А кто же был довеском — «ополчением», которое созывалось на сборы всего раз в год? Поначалу это были я, Йордан Радичков, Светлин Русев, Величко Минеков и Христо Нейков. Впоследствии охотничье «ополчение» стало расти. Принцип подбора сделался скорее административным. Приглашались все председатели творческих союзов, а также некоторые их замы. Например, можно было увидеть Леду Милеву с ружьем. Или ипохондрика Богомила Райнова, который кутался в шарф, как наполеоновский маршал под Москвой. Но это было позже. А изначальный состав группы я уже назвал. Ичо и Величко были старыми охотниками. Остальные же — полными профанами. У нас не было ружей — и Тодор Живков подарил каждому по дешевой русской двустволке. Правда, со своим автографом… И вот мы сидим в засаде: охотники, попавшиеся в волшебный капкан солнца. В тридцати метрах слева от меня Пантелей Зарев повесил ружье на ветку и записывает в блокнот какую-то важную мысль, которую он услышал от Живкова или придумал сам. Ему хорошо. Хоть что-то уже поймал. А у нас ничего не выходит. Справа стоит Светлин Русев. Трезвенник и вегетарианец. Ему абсолютно нет дела до всеобщего сегодняшнего невезения. Кабаны и олени проскальзывают по каким-то тропкам, где их никто не ждет… Возможно, это свободное место… того самого, кто должен был бы быть тут с нами. Вдруг я вижу несчастного зайчика, который пытается проскочить мимо нашей засады. Я не стреляю по зайцам и косулям, но сейчас, когда нам не везет, все-таки поднимаю ружье. И неожиданно слышу странные звуки: это Светлин бросает камни и кричит «кыш!», пытаясь спасти животное.

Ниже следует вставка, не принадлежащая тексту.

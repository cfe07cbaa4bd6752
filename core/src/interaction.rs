//! Pointer-driven editing
//!
//! A small state machine over [`Monster`]: dragging new parts in from the
//! toolbar, moving attached parts between surfaces, selection highlighting
//! and the per-part adjustment controls. Every operation returns the events
//! the UI needs to react to.

use glam::{Quat, Vec3};
use tracing::{debug, info};

use crate::monster::{Monster, PartAdjustment, Surface};
use crate::parts::PartKind;
use crate::raycast::{Ray, RayHit};
use crate::scene::{Material, NodeId};

#[derive(Clone, Copy, Debug, Default, PartialEq, Eq)]
pub enum DragMode {
    #[default]
    Idle,
    /// Dragging a new part in from the toolbar
    PlacingNew { kind: PartKind, ghost: NodeId },
    /// Dragging an attached part to a new spot
    Moving { part: NodeId },
}

#[derive(Clone, Copy, Debug, Default, PartialEq, Eq)]
pub enum Selection {
    #[default]
    None,
    Body,
    Part { outer: NodeId, inner: NodeId },
}

#[derive(Clone, Copy, Debug, PartialEq, Eq)]
pub enum RotationAxis {
    Y,
    Z,
}

#[derive(Clone, Copy, Debug, PartialEq, Eq)]
pub enum InteractionEvent {
    SelectionChanged(Selection),
    PartPlaced(NodeId),
    PartReparented {
        part: NodeId,
        from: Surface,
        to: Surface,
    },
    GhostDiscarded,
    PartDeleted(NodeId),
}

#[derive(Debug, Default)]
pub struct Interaction {
    mode: DragMode,
    selection: Selection,
    target: Option<Surface>,
}

impl Interaction {
    pub fn new() -> Self {
        Self::default()
    }

    pub fn mode(&self) -> DragMode {
        self.mode
    }

    pub fn selection(&self) -> Selection {
        self.selection
    }

    /// Surface the current drag would drop onto
    pub fn target(&self) -> Option<Surface> {
        self.target
    }

    pub fn is_dragging(&self) -> bool {
        self.mode != DragMode::Idle
    }

    pub fn is_placing(&self) -> bool {
        matches!(self.mode, DragMode::PlacingNew { .. })
    }

    // =============================================================
    // Dragging
    // =============================================================

    /// Begin dragging a new part. Ignored while a placement is in progress.
    pub fn start_drag_new(&mut self, monster: &mut Monster, kind: PartKind) -> Vec<InteractionEvent> {
        if self.is_placing() {
            return Vec::new();
        }
        let events = self.deselect(monster);
        let ghost = monster.spawn_ghost(kind);
        self.mode = DragMode::PlacingNew { kind, ghost };
        self.target = None;
        debug!("placing new {kind} (ghost {ghost})");
        events
    }

    /// Press on the viewport: pick up a part, or clear the selection
    pub fn pointer_down(&mut self, monster: &mut Monster, ray: &Ray) -> Vec<InteractionEvent> {
        if self.is_dragging() {
            return Vec::new();
        }

        let hits = monster.graph().raycast(ray, monster.root());
        let part = hits
            .first()
            .and_then(|hit| monster.part_owning(hit.node))
            .filter(|&part| monster.is_attached_part(part));

        match part {
            Some(part) => {
                let events = self.select_part(monster, part);
                self.mode = DragMode::Moving { part };
                self.target = monster.owner_of(part);
                events
            }
            None => self.deselect(monster),
        }
    }

    /// Track the pointer while dragging, snapping the dragged node onto the
    /// first surface under the ray
    pub fn pointer_move(&mut self, monster: &mut Monster, ray: &Ray) {
        let (dragged, ghost) = match self.mode {
            DragMode::Idle => return,
            DragMode::PlacingNew { ghost, .. } => (ghost, true),
            DragMode::Moving { part } => (part, false),
        };

        let hits = monster.graph().raycast(ray, monster.root());
        let found = hits.iter().find_map(|hit| {
            if monster.graph().is_descendant(hit.node, dragged) {
                return None;
            }
            monster.surface_of(hit.node).map(|surface| (surface, hit))
        });

        let Some((surface, hit)) = found else {
            self.target = None;
            if ghost {
                monster.graph_mut().set_visible(dragged, false);
            }
            return;
        };

        let (position, rotation) = surface_pose(hit, monster.penetration_depth());
        let graph = monster.graph_mut();
        graph.set_world_pose(dragged, position, rotation);
        if ghost {
            graph.set_visible(dragged, true);
        }
        self.target = Some(surface);
    }

    /// Release: drop the ghost or finish moving a part
    pub fn pointer_up(&mut self, monster: &mut Monster) -> Vec<InteractionEvent> {
        let mode = std::mem::take(&mut self.mode);
        let target = self.target.take();
        let mut events = Vec::new();

        match mode {
            DragMode::Idle => {}
            DragMode::PlacingNew { kind, ghost } => {
                let visible = monster.graph().is_visible_in_world(ghost);
                if let (true, Some(surface)) = (visible, target) {
                    let world = monster.graph().world_matrix(ghost);
                    let (_, rotation, position) = world.to_scale_rotation_translation();
                    if let Some(part) = monster.spawn_part(kind, surface) {
                        monster.graph_mut().set_world_pose(part, position, rotation);
                        info!("Placed {kind} on {surface:?}");
                        events.push(InteractionEvent::PartPlaced(part));
                        events.extend(self.select_part(monster, part));
                    }
                }
                monster.discard_ghost(ghost);
                events.push(InteractionEvent::GhostDiscarded);
            }
            DragMode::Moving { part } => {
                let from = monster.owner_of(part);
                if let (Some(from), Some(to)) = (from, target)
                    && from != to
                    && monster.reattach(part, to)
                {
                    info!("Moved part {part} from {from:?} to {to:?}");
                    events.push(InteractionEvent::PartReparented { part, from, to });
                }
            }
        }
        events
    }

    /// Abandon the current drag. A new part is dropped without being placed.
    pub fn cancel_drag(&mut self, monster: &mut Monster) -> Vec<InteractionEvent> {
        let mode = std::mem::take(&mut self.mode);
        self.target = None;
        match mode {
            DragMode::PlacingNew { ghost, .. } => {
                monster.discard_ghost(ghost);
                vec![InteractionEvent::GhostDiscarded]
            }
            _ => Vec::new(),
        }
    }

    // =============================================================
    // Selection
    // =============================================================

    /// Select the body (opens the skin controls)
    pub fn select_body(&mut self, monster: &mut Monster) -> Vec<InteractionEvent> {
        self.clear_highlight(monster);
        self.selection = Selection::Body;
        vec![InteractionEvent::SelectionChanged(self.selection)]
    }

    /// Select an attached part and light up its glowing meshes
    pub fn select_part(&mut self, monster: &mut Monster, part: NodeId) -> Vec<InteractionEvent> {
        let Some(inner) = monster
            .part_info(part)
            .filter(|info| info.attached)
            .map(|info| info.inner)
        else {
            return Vec::new();
        };
        self.clear_highlight(monster);
        monster
            .graph_mut()
            .for_each_material(part, Material::highlight);
        self.selection = Selection::Part { outer: part, inner };
        vec![InteractionEvent::SelectionChanged(self.selection)]
    }

    pub fn deselect(&mut self, monster: &mut Monster) -> Vec<InteractionEvent> {
        self.clear_highlight(monster);
        if self.selection == Selection::None {
            return Vec::new();
        }
        self.selection = Selection::None;
        vec![InteractionEvent::SelectionChanged(Selection::None)]
    }

    fn clear_highlight(&self, monster: &mut Monster) {
        let root = monster.root();
        monster
            .graph_mut()
            .for_each_material(root, Material::clear_emissive);
    }

    fn selected_part(&self) -> Option<NodeId> {
        match self.selection {
            Selection::Part { outer, .. } => Some(outer),
            _ => None,
        }
    }

    // =============================================================
    // Part controls
    // =============================================================

    /// Delete the selected part and everything attached to it
    pub fn delete_selected(&mut self, monster: &mut Monster) -> Vec<InteractionEvent> {
        let Some(part) = self.selected_part() else {
            return Vec::new();
        };
        let mut events = self.deselect(monster);
        if monster.remove_part(part) {
            info!("Deleted part {part}");
            events.push(InteractionEvent::PartDeleted(part));
        }
        events
    }

    /// Set the absolute rotation of the selected part around one axis
    pub fn rotate_selected(&mut self, monster: &mut Monster, axis: RotationAxis, degrees: f32) {
        self.adjust_selected(monster, |adjustment| match axis {
            RotationAxis::Y => adjustment.yaw_deg = degrees,
            RotationAxis::Z => adjustment.roll_deg = degrees,
        });
    }

    /// Set the absolute uniform scale of the selected part
    pub fn scale_selected(&mut self, monster: &mut Monster, scale: f32) {
        self.adjust_selected(monster, |adjustment| adjustment.scale = scale);
    }

    fn adjust_selected(&self, monster: &mut Monster, f: impl FnOnce(&mut PartAdjustment)) {
        let Some(part) = self.selected_part() else {
            return;
        };
        let Some(mut adjustment) = monster.part_info(part).map(|info| info.adjustment) else {
            return;
        };
        f(&mut adjustment);
        monster.set_adjustment(part, adjustment);
    }

    /// Slider values for the selected part
    pub fn selected_adjustment(&self, monster: &Monster) -> Option<PartAdjustment> {
        let part = self.selected_part()?;
        monster
            .part_info(part)
            .map(|info| info.adjustment.rounded())
    }
}

/// World pose that sinks a part into the surface at `hit`, local +Y along the
/// surface normal
fn surface_pose(hit: &RayHit, depth: f32) -> (Vec3, Quat) {
    let normal = hit.normal.normalize_or(Vec3::Y);
    let position = hit.point - normal * depth;
    (position, Quat::from_rotation_arc(Vec3::Y, normal))
}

— Светлин, сейчас я пальну в тебя. Зачем ты вообще пришел сюда, вооруженный, как лесной разбойник? Неужели ты не можешь хотя бы один раз нажать на курок?

Я снимаю шапку и подбрасываю ее в воздух:

— Стреляй!

И Светлин стреляет. Возможно, ему просто повезло. Моя шапка разорвана в клочья. Охотничий подвиг художника: прострелить шапку поэта.

«Такой, значит, и была ваша знаменитая охота?» — спросит кто-нибудь. Нет, конечно. Почти для каждого из присутствующих настоящая охота начиналась вечером в охотничьем домике у огня. Вот тогда…

Был один случай, когда прострелена оказалась не шапка, а моя голова.

— Предложите нам тему для разговора! — начал, по обыкновению, Живков, загадочно улыбаясь.

И пока мы переглядывались, у Георгия Стоилова родился маленький вопрос:

— Да простит меня мой друг Любо Левчев, но не слишком ли много писателей стало в Болгарии? Вот раньше можно было с закрытыми глазами купить книгу, и это оказывался классик, а сейчас?..

Я удивился, но не слишком. Мне было известно, что любая случайность здесь была преднамеренной. Я знал, что меня полагалось «поднять», как кабана в лесу. И этот коварный вопрос был мне до боли знаком.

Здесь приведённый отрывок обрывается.